Modern social life is more countless, such as online star fan tribes, posting, interest groups, offline neighborhoods, even the dancing amah is a small community. All communities have a ****same point, that is ****same goal or interest.

Each of us, at different stages of growth, deal with different major conflicts, and the focus of socialization is different. For example, young white-collar workers would never get into a square dance group, and older women would never get into an IT group.

When you're in your 20s, you need to see more of the world and meet more different people, and after your 30s, you need to learn to subtract, improve the efficiency of socializing, and refuse to blindly fit in.

If you want to be a beautiful woman, then get together with people who aspire to be beautiful and share how to become beautiful and more beautiful. With them, you will constantly be strict with yourself, control your diet, stay in shape, exchange the most fashionable information, buy the most fashionable pieces, the latest beauty devices ......

If you want to be a literary youth, then be with those who write, edit, screenwriting, stage, photography, painters, etc., who are interested in the topic of aesthetics and creativity

If you want to be a good career woman, be with people who are well-educated, dedicated, and lifelong strugglers in the workplace.

A person's strongest abilities are the ability to attract others, the ability to keep others, and the ability to help others.

Robin Dunbar, an Oxford University psychologist, proposed the Law of 150 in the 1990s: the number of people whose human intelligence allows them to have a stable social network is 148, rounded up to 150.

Many of us live far from villages, he said, but are not divorced from the concept. He asked some people living in metropolitan areas to make a list of all the people with whom they interacted, and it turned out that the number of people on their lists was about 150.

Robin Dunbar has said that the cognitive capacity of the brain limits the size of an individual human's social network to 150 people, which is known as "Dunbar's number".

His research suggests that a person's true number of friends is no more than 150, and when in danger, less than 3 percent of that number, or four people, can be trusted.

He showed through a survey of 3,300 people that the average person has only five close friends, 15 best friends, 50 good friends and 150 friends.

And these numbers are the upper limit of what a person can maintain in a limited amount of time and energy. The best-selling book "A Brief History of Humankind," which has taken the world by storm, also proves this theory of his.

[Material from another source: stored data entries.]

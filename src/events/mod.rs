use chrono::{DateTime, Utc};
use rust_decimal::Decimal;
use serde::{Deserialize, Serialize};
use tokio::sync::mpsc;
use tracing::{debug, info, warn};

use crate::entities::JobStatus;
use crate::services::totals::Totals;

/// Domain events published after a job card mutation commits.
#[derive(Debug, Clone, PartialEq, Serialize, Deserialize)]
pub enum Event {
    JobCardCreated {
        job_id: i64,
        job_no: i64,
    },
    LineItemsUpdated {
        job_id: i64,
        changes: usize,
    },
    JobStatusChanged {
        job_id: i64,
        from: JobStatus,
        to: JobStatus,
        actor_id: i64,
    },
    MechanicAssigned {
        job_id: i64,
        mechanic_id: Option<i64>,
    },
    TotalsRecalculated {
        job_id: i64,
        totals: Totals,
    },
    TaxRateUpdated {
        tax_rate: Decimal,
        jobs_recomputed: usize,
    },
    JobCardDeleted {
        job_id: i64,
        at: DateTime<Utc>,
    },
    JobCardRestored {
        job_id: i64,
    },
    JobCardUpdated {
        job_id: i64,
    },
}

impl Event {
    pub fn name(&self) -> &'static str {
        match self {
            Event::JobCardCreated { .. } => "job_card_created",
            Event::LineItemsUpdated { .. } => "line_items_updated",
            Event::JobStatusChanged { .. } => "job_status_changed",
            Event::MechanicAssigned { .. } => "mechanic_assigned",
            Event::TotalsRecalculated { .. } => "totals_recalculated",
            Event::TaxRateUpdated { .. } => "tax_rate_updated",
            Event::JobCardDeleted { .. } => "job_card_deleted",
            Event::JobCardRestored { .. } => "job_card_restored",
            Event::JobCardUpdated { .. } => "job_card_updated",
        }
    }
}

#[derive(Debug, Clone)]
pub struct EventSender {
    sender: mpsc::Sender<Event>,
}

impl EventSender {
    /// Creates a new EventSender
    pub fn new(sender: mpsc::Sender<Event>) -> Self {
        Self { sender }
    }

    /// Bounded channel plus the sender wrapping it.
    pub fn channel(capacity: usize) -> (Self, mpsc::Receiver<Event>) {
        let (tx, rx) = mpsc::channel(capacity.max(1));
        (Self::new(tx), rx)
    }

    /// Sends an event asynchronously
    pub async fn send(&self, event: Event) -> Result<(), String> {
        self.sender
            .send(event)
            .await
            .map_err(|e| format!("Failed to send event: {}", e))
    }

    /// Sends an event, logging instead of failing when the consumer is gone.
    pub async fn send_or_log(&self, event: Event) {
        let name = event.name();
        if let Err(e) = self.send(event).await {
            warn!(event = name, error = %e, "dropping domain event");
        }
    }
}

/// Drains the event channel until every sender is dropped.
pub async fn process_events(mut rx: mpsc::Receiver<Event>) {
    info!("Starting event processing loop");

    while let Some(event) = rx.recv().await {
        match &event {
            Event::JobStatusChanged {
                job_id,
                from,
                to,
                actor_id,
            } => {
                info!(job_id, %from, %to, actor_id, "job card status changed");
            }
            Event::TaxRateUpdated {
                tax_rate,
                jobs_recomputed,
            } => {
                info!(%tax_rate, jobs_recomputed, "tax rate updated");
            }
            other => {
                debug!(event = other.name(), payload = ?other, "domain event");
            }
        }
    }

    info!("Event processing loop stopped");
}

Back in ancient times, tribes formed around 150 people. This number of people were able to maintain contact with each other and keep each other informed through word of mouth.

And as soon as you go above that number, most people can't really delve in and gossip about what's going on in the lives of all the members. So even if you have 5,000 people on your cell phone and you're all over the world, you can only really maintain about 150 people.

American business philosopher Jim? Ron said: You are the average of the five people you spend the most time with. Your personality, hobbies, values, and aesthetics will become more and more like those of the 5 people you are closest to.

Nearer to the people you want to be, closer to the people you want to be. Get close to those people you want to be like, get into the circle of soulmates, and maintain them in a mutually beneficial way. Focus on building your core competencies, and time, will help you leave behind the truest people.